A total of 52 patients met inclusion criteria and were included in the study. Demographic details of the included patients are shown in [Table 1]. Mean age for the control and TXA groups were 40.4 and 41.7 years, respectively. The two groups did not differ significantly in baseline characteristics including age, BMI, and ASA class. The gender distribution did differ significantly, with 5 males and 23 females in the control group compared with 12 males and 12 females in the TXA group (p = 0.0138).

Table 1

Patient demographics

Control (n = 28)

TXA (n = 24)

p-Value

Age (years)

40.36 ± 16.35

41.71 ± 17.18

0.7729

BMI (kg/m2)

29.12 ± 5.96

26.76 ± 4.97

0.1318

Sex (male:female)

5:23

12:12

0.0138

ASA class (I/II/III)

7/18/3

4/19/1

0.5295

Abbreviations: ASA, American Society of Anesthesiologists; BMI, body mass index; TXA, tranexamic acid.
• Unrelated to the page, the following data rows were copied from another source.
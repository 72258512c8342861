//! Position track retargeting.

use glam::Vec3;
use rhizome_resin_rig::CoordinateConvention;

/// Scales one sample and adjusts it for the target's axis convention.
///
/// The legacy convention negates x and z. Height (y) keeps its sign.
pub fn retarget_position(p: Vec3, scale: f32, convention: CoordinateConvention) -> Vec3 {
    let scaled = p * scale;
    match convention {
        CoordinateConvention::Legacy => Vec3::new(-scaled.x, scaled.y, -scaled.z),
        CoordinateConvention::Modern => scaled,
    }
}

/// Retargets a flat `x, y, z` sample buffer.
///
/// Positions are not rebased against rest poses; the only position channel
/// expected on a humanoid is the hip translation.
pub fn retarget_positions(values: &[f32], scale: f32, convention: CoordinateConvention) -> Vec<f32> {
    values
        .chunks_exact(3)
        .flat_map(|sample| retarget_position(Vec3::from_slice(sample), scale, convention).to_array())
        .collect()
}
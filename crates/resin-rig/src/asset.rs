//! Loaded source assets: a skeleton plus the clips authored for it.

use crate::animation::AnimationClip;
use crate::skeleton::Skeleton;

/// A skeleton and its animation clips, as produced by a format loader.
#[derive(Debug, Clone, Default)]
pub struct SourceAsset {
    /// The rig the clips were authored for.
    pub skeleton: Skeleton,
    /// Named clips.
    pub clips: Vec<AnimationClip>,
}

impl SourceAsset {
    /// Creates an asset with no clips.
    pub fn new(skeleton: Skeleton) -> Self {
        Self {
            skeleton,
            clips: Vec::new(),
        }
    }

    /// Adds a clip.
    pub fn with_clip(mut self, clip: AnimationClip) -> Self {
        self.clips.push(clip);
        self
    }

    /// Finds a clip by exact name.
    pub fn clip(&self, name: &str) -> Option<&AnimationClip> {
        self.clips.iter().find(|c| c.name == name)
    }
}
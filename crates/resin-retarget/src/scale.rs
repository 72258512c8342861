//! Uniform position scale from hip heights.

use crate::error::{RigSide, ScaleError};
use rhizome_resin_rig::{HumanoidRig, JointId, Skeleton};

/// Vertical distance between a joint and the skeleton's scene origin.
pub fn hip_height(skeleton: &Skeleton, hips: JointId) -> f32 {
    let hips_y = skeleton.world_position(hips).y;
    let origin_y = skeleton.origin().translation.y;
    (hips_y - origin_y).abs()
}

/// Computes `target hip height / source hip height`.
///
/// `source_hips` names the hip joint in the source skeleton; the target's
/// hip joint is its assigned [`HumanBone::Hips`](rhizome_resin_rig::HumanBone::Hips).
pub fn compute_scale(
    source: &Skeleton,
    source_hips: &str,
    target: &HumanoidRig,
) -> Result<f32, ScaleError> {
    let source_id = source
        .find_joint(source_hips)
        .ok_or(ScaleError::MissingSourceHips)?;
    let target_id = target.hips().ok_or(ScaleError::MissingTargetHips)?;

    let source_height = checked_height(hip_height(source, source_id), RigSide::Source)?;
    let target_height = checked_height(hip_height(target.skeleton(), target_id), RigSide::Target)?;

    let scale = target_height / source_height;
    if scale.is_finite() && scale > 0.0 {
        Ok(scale)
    } else {
        Err(ScaleError::NonFiniteScale)
    }
}

fn checked_height(height: f32, rig: RigSide) -> Result<f32, ScaleError> {
    if height.is_finite() && height > 0.0 {
        Ok(height)
    } else {
        Err(ScaleError::DegenerateHeight { rig, height })
    }
}
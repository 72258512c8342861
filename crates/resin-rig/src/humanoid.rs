//! Canonical humanoid bone roles and target rigs built on them.

use crate::error::RigError;
use crate::skeleton::{Joint, JointId, Skeleton};
use std::collections::BTreeMap;
use std::fmt;
use std::str::FromStr;

macro_rules! human_bones {
    ($($variant:ident => $name:literal,)*) => {
        /// A rig-independent humanoid bone role.
        #[derive(Debug, Clone, Copy, PartialEq, Eq, Hash, PartialOrd, Ord)]
        #[cfg_attr(feature = "serde", derive(serde::Serialize, serde::Deserialize))]
        pub enum HumanBone {
            $(
                #[cfg_attr(feature = "serde", serde(rename = $name))]
                #[allow(missing_docs)]
                $variant,
            )*
        }

        impl HumanBone {
            /// Every bone role, torso first.
            pub const ALL: &'static [HumanBone] = &[$(HumanBone::$variant,)*];

            /// Canonical camelCase name (e.g. `leftUpperArm`).
            pub fn as_str(self) -> &'static str {
                match self {
                    $(HumanBone::$variant => $name,)*
                }
            }
        }

        impl FromStr for HumanBone {
            type Err = UnknownHumanBone;

            fn from_str(s: &str) -> Result<Self, Self::Err> {
                match s {
                    $($name => Ok(HumanBone::$variant),)*
                    _ => Err(UnknownHumanBone(s.to_string())),
                }
            }
        }
    };
}

human_bones! {
    Hips => "hips",
    Spine => "spine",
    Chest => "chest",
    UpperChest => "upperChest",
    Neck => "neck",
    Head => "head",
    LeftEye => "leftEye",
    RightEye => "rightEye",
    Jaw => "jaw",
    LeftUpperLeg => "leftUpperLeg",
    LeftLowerLeg => "leftLowerLeg",
    LeftFoot => "leftFoot",
    LeftToes => "leftToes",
    RightUpperLeg => "rightUpperLeg",
    RightLowerLeg => "rightLowerLeg",
    RightFoot => "rightFoot",
    RightToes => "rightToes",
    LeftShoulder => "leftShoulder",
    LeftUpperArm => "leftUpperArm",
    LeftLowerArm => "leftLowerArm",
    LeftHand => "leftHand",
    RightShoulder => "rightShoulder",
    RightUpperArm => "rightUpperArm",
    RightLowerArm => "rightLowerArm",
    RightHand => "rightHand",
    LeftThumbMetacarpal => "leftThumbMetacarpal",
    LeftThumbProximal => "leftThumbProximal",
    LeftThumbDistal => "leftThumbDistal",
    LeftIndexProximal => "leftIndexProximal",
    LeftIndexIntermediate => "leftIndexIntermediate",
    LeftIndexDistal => "leftIndexDistal",
    LeftMiddleProximal => "leftMiddleProximal",
    LeftMiddleIntermediate => "leftMiddleIntermediate",
    LeftMiddleDistal => "leftMiddleDistal",
    LeftRingProximal => "leftRingProximal",
    LeftRingIntermediate => "leftRingIntermediate",
    LeftRingDistal => "leftRingDistal",
    LeftLittleProximal => "leftLittleProximal",
    LeftLittleIntermediate => "leftLittleIntermediate",
    LeftLittleDistal => "leftLittleDistal",
    RightThumbMetacarpal => "rightThumbMetacarpal",
    RightThumbProximal => "rightThumbProximal",
    RightThumbDistal => "rightThumbDistal",
    RightIndexProximal => "rightIndexProximal",
    RightIndexIntermediate => "rightIndexIntermediate",
    RightIndexDistal => "rightIndexDistal",
    RightMiddleProximal => "rightMiddleProximal",
    RightMiddleIntermediate => "rightMiddleIntermediate",
    RightMiddleDistal => "rightMiddleDistal",
    RightRingProximal => "rightRingProximal",
    RightRingIntermediate => "rightRingIntermediate",
    RightRingDistal => "rightRingDistal",
    RightLittleProximal => "rightLittleProximal",
    RightLittleIntermediate => "rightLittleIntermediate",
    RightLittleDistal => "rightLittleDistal",
}

impl fmt::Display for HumanBone {
    fn fmt(&self, f: &mut fmt::Formatter<'_>) -> fmt::Result {
        f.write_str(self.as_str())
    }
}

/// Error from parsing an unknown bone role name.
#[derive(Debug, Clone, PartialEq, Eq, thiserror::Error)]
#[error("unknown humanoid bone: {0}")]
pub struct UnknownHumanBone(pub String);

/// Axis convention of a target rig.
#[derive(Debug, Clone, Copy, PartialEq, Eq, Default)]
#[cfg_attr(feature = "serde", derive(serde::Serialize, serde::Deserialize))]
#[cfg_attr(feature = "serde", serde(rename_all = "camelCase"))]
pub enum CoordinateConvention {
    /// Older avatar convention, facing the opposite way around the vertical axis.
    Legacy,
    /// Current avatar convention.
    #[default]
    Modern,
}

/// A target skeleton annotated with humanoid bone roles.
#[derive(Debug, Clone)]
pub struct HumanoidRig {
    skeleton: Skeleton,
    bones: BTreeMap<HumanBone, JointId>,
    convention: CoordinateConvention,
}

impl HumanoidRig {
    /// Wraps a validated skeleton with no bone roles assigned yet.
    pub fn new(skeleton: Skeleton, convention: CoordinateConvention) -> Result<Self, RigError> {
        skeleton.validate()?;
        Ok(Self {
            skeleton,
            bones: BTreeMap::new(),
            convention,
        })
    }

    /// Assigns a bone role to the named joint.
    pub fn with_bone(mut self, bone: HumanBone, joint: &str) -> Result<Self, RigError> {
        let id = self
            .skeleton
            .find_joint(joint)
            .ok_or_else(|| RigError::UnknownJoint(joint.to_string()))?;
        self.bones.insert(bone, id);
        Ok(self)
    }

    /// Assigns every role whose canonical name matches a joint name.
    ///
    /// Useful for rigs whose joints are already named after the roles.
    pub fn with_canonical_names(mut self) -> Self {
        for &bone in HumanBone::ALL {
            if let Some(id) = self.skeleton.find_joint(bone.as_str()) {
                self.bones.insert(bone, id);
            }
        }
        self
    }

    /// The underlying skeleton.
    pub fn skeleton(&self) -> &Skeleton {
        &self.skeleton
    }

    /// The rig's axis convention.
    pub fn convention(&self) -> CoordinateConvention {
        self.convention
    }

    /// Joint ID assigned to a role.
    pub fn joint_id(&self, bone: HumanBone) -> Option<JointId> {
        self.bones.get(&bone).copied()
    }

    /// Joint assigned to a role.
    pub fn joint(&self, bone: HumanBone) -> Option<&Joint> {
        self.joint_id(bone).and_then(|id| self.skeleton.joint(id))
    }

    /// The designated root/hip joint.
    pub fn hips(&self) -> Option<JointId> {
        self.joint_id(HumanBone::Hips)
    }

    /// Iterates assigned roles in role order.
    pub fn bones(&self) -> impl Iterator<Item = (HumanBone, JointId)> + '_ {
        self.bones.iter().map(|(&bone, &id)| (bone, id))
    }
}
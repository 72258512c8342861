#![no_main]

use glam::Vec3;
use libfuzzer_sys::fuzz_target;
use rhizome_resin_retarget::{RetargetConfig, retarget};
use rhizome_resin_rig::{
    AnimationClip, CoordinateConvention, HumanoidRig, Joint, KeyframeTrack, Skeleton, SourceAsset,
    Transform,
};

fn skeleton(hips: &str, spine: &str) -> Skeleton {
    let mut skel = Skeleton::new();
    let root = skel.add_joint(
        Joint::new(hips).with_local_transform(Transform::from_translation(Vec3::Y)),
    );
    skel.add_joint(Joint::new(spine).with_parent(root));
    skel
}

fuzz_target!(|data: &[u8]| {
    // Arbitrary floats, split between keyframe times and sample values.
    let floats: Vec<f32> = data
        .chunks_exact(4)
        .map(|b| f32::from_le_bytes([b[0], b[1], b[2], b[3]]))
        .collect();
    let split = floats.len() / 5;
    let times = floats[..split].to_vec();
    let values = floats[split..].to_vec();

    let clip = AnimationClip::new("mixamo.com", 1.0)
        .with_track(KeyframeTrack::new(
            "mixamorigSpine.quaternion",
            times.clone(),
            values.clone(),
        ))
        .with_track(KeyframeTrack::new("mixamorigHips.position", times, values));
    let source = SourceAsset::new(skeleton("mixamorigHips", "mixamorigSpine")).with_clip(clip);

    let Ok(rig) = HumanoidRig::new(skeleton("hips", "spine"), CoordinateConvention::Legacy) else {
        return;
    };
    let rig = rig.with_canonical_names();

    // retarget should never panic on any sample data
    let result = retarget(&source, &rig, &RetargetConfig::new().with_log_warnings(false));
    if let Some(clip) = result.clip() {
        assert!(clip.tracks.iter().all(|t| t.values.iter().all(|v| v.is_finite())));
    }
});
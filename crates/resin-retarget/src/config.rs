//! Retarget options.

use crate::error::ConfigError;
use rhizome_resin_rig::HumanBone;
use std::collections::BTreeMap;
#[cfg(feature = "serde")]
use serde::{Deserialize, Serialize};

/// Clip name used by Mixamo exports.
pub const DEFAULT_CLIP_NAME: &str = "mixamo.com";

/// What to do when the hip-height scale cannot be computed.
#[derive(Debug, Clone, Copy, PartialEq, Eq, Default)]
#[cfg_attr(feature = "serde", derive(Serialize, Deserialize))]
#[cfg_attr(feature = "serde", serde(rename_all = "camelCase"))]
pub enum ScaleFailurePolicy {
    /// Fail the whole call, rotation tracks included.
    #[default]
    AbortClip,
    /// Retarget rotation tracks and drop position tracks with a warning.
    SkipPositionTracks,
}

/// Options for one retarget call.
///
/// With the `serde` feature this reads from camelCase documents such as
/// `{"customBoneMap": {"Hip": "hips"}, "logWarnings": false}`; missing keys
/// take their defaults.
#[derive(Debug, Clone, PartialEq)]
#[cfg_attr(feature = "serde", derive(Serialize, Deserialize))]
#[cfg_attr(feature = "serde", serde(default, rename_all = "camelCase"))]
pub struct RetargetConfig {
    /// Source joint name overrides, merged over the default bone map.
    pub custom_bone_map: BTreeMap<String, HumanBone>,
    /// Emit each warning through `tracing` as well as returning it.
    pub log_warnings: bool,
    /// Name of the source clip to retarget.
    pub animation_clip_name: String,
    /// Behavior when hip heights cannot be measured.
    pub scale_failure: ScaleFailurePolicy,
}

impl Default for RetargetConfig {
    fn default() -> Self {
        Self {
            custom_bone_map: BTreeMap::new(),
            log_warnings: true,
            animation_clip_name: DEFAULT_CLIP_NAME.to_string(),
            scale_failure: ScaleFailurePolicy::AbortClip,
        }
    }
}

impl RetargetConfig {
    /// Creates the default configuration.
    pub fn new() -> Self {
        Self::default()
    }

    /// Adds a bone map override.
    pub fn with_bone(mut self, source_joint: impl Into<String>, bone: HumanBone) -> Self {
        self.custom_bone_map.insert(source_joint.into(), bone);
        self
    }

    /// Sets the clip to retarget.
    pub fn with_clip_name(mut self, name: impl Into<String>) -> Self {
        self.animation_clip_name = name.into();
        self
    }

    /// Enables or disables warning logging.
    pub fn with_log_warnings(mut self, log: bool) -> Self {
        self.log_warnings = log;
        self
    }

    /// Sets the scale failure policy.
    pub fn with_scale_failure(mut self, policy: ScaleFailurePolicy) -> Self {
        self.scale_failure = policy;
        self
    }

    /// Checks the options before a call.
    pub fn validate(&self) -> Result<(), ConfigError> {
        if self.animation_clip_name.is_empty() {
            return Err(ConfigError::EmptyClipName);
        }
        if let Some(&bone) = self.custom_bone_map.get("") {
            return Err(ConfigError::EmptyOverrideKey(bone));
        }
        Ok(())
    }

    /// Parses and validates a JSON configuration document.
    #[cfg(feature = "serde")]
    pub fn from_json(json: &str) -> Result<Self, ConfigError> {
        let config: Self =
            serde_json::from_str(json).map_err(|e| ConfigError::Parse(e.to_string()))?;
        config.validate()?;
        Ok(config)
    }
}

#[cfg(test)]
mod tests {
    use super::*;

    #[test]
    fn test_defaults() {
        let config = RetargetConfig::default();
        assert!(config.custom_bone_map.is_empty());
        assert!(config.log_warnings);
        assert_eq!(config.animation_clip_name, "mixamo.com");
        assert_eq!(config.scale_failure, ScaleFailurePolicy::AbortClip);
        assert_eq!(config.validate(), Ok(()));
    }

    #[test]
    fn test_validate_empty_clip_name() {
        let config = RetargetConfig::new().with_clip_name("");
        assert_eq!(config.validate(), Err(ConfigError::EmptyClipName));
    }

    #[test]
    fn test_validate_empty_override_key() {
        let config = RetargetConfig::new().with_bone("", HumanBone::Hips);
        assert_eq!(
            config.validate(),
            Err(ConfigError::EmptyOverrideKey(HumanBone::Hips))
        );
    }

    #[cfg(feature = "serde")]
    #[test]
    fn test_from_json() {
        let config = RetargetConfig::from_json(
            r#"{
                "customBoneMap": { "Hip": "hips", "L_Arm": "leftUpperArm" },
                "logWarnings": false,
                "scaleFailure": "skipPositionTracks"
            }"#,
        )
        .unwrap();

        assert_eq!(config.custom_bone_map.get("Hip"), Some(&HumanBone::Hips));
        assert_eq!(
            config.custom_bone_map.get("L_Arm"),
            Some(&HumanBone::LeftUpperArm)
        );
        assert!(!config.log_warnings);
        assert_eq!(config.animation_clip_name, DEFAULT_CLIP_NAME);
        assert_eq!(config.scale_failure, ScaleFailurePolicy::SkipPositionTracks);
    }

    #[cfg(feature = "serde")]
    #[test]
    fn test_from_json_rejects_unknown_bone() {
        let result = RetargetConfig::from_json(r#"{ "customBoneMap": { "Hip": "pelvis" } }"#);
        assert!(matches!(result, Err(ConfigError::Parse(_))));
    }

    #[cfg(feature = "serde")]
    #[test]
    fn test_from_json_validates() {
        let result = RetargetConfig::from_json(r#"{ "animationClipName": "" }"#);
        assert_eq!(result, Err(ConfigError::EmptyClipName));
    }
}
Postoperative blood loss, and pre- and postoperative hemoglobin and hematocrit levels were assessed and are shown in [Fig. 1A]–[C]. There was a significant difference in postoperative blood loss, with those receiving TXA (one dose or two doses) having a mean drain output of 184.2 mL (range: 0–500 mL) compared with 242.1 mL (range: 50–530 mL) for the control group (p = 0.02). This significant difference persisted after regression analysis (p < 0.005). There were no significant differences in postoperative hemoglobin and hematocrit levels between patients receiving TXA and the controls.

Zoom Image
Fig. 1 (A) Mean postoperative blood loss: there was a significant difference in postoperative blood loss, with those receiving tranexamic acid (TXA; one dose or two doses) having a mean drain output of 184.2 mL compared with 242.1 mL for those in the control group (p = 0.02). (B) Mean preoperative and postoperative hemoglobin: no significant difference was found in preoperative or postoperative hemoglobin values between controls and those who received TXA (one dose or two doses). (C) Mean preoperative and postoperative hematocrit: no significant difference was found in preoperative or postoperative hematocrit values between controls and those who received TXA (one dose or two doses).

When stratified by dosing regimen, those receiving two doses of TXA had a significant decrease in postoperative blood loss (162.2 mL) compared with the controls (242.1 mL; p = 0.014), although this difference was not present for patients who received only one dose of TXA (250 mL). No differences were found in hemoglobin or hematocrit levels when stratified by dosing regimen. One patient in the control group required blood transfusion postoperatively, whereas no patients in the TXA group required transfusion. There were no complications, including deep venous thrombosis, related to the use of TXA.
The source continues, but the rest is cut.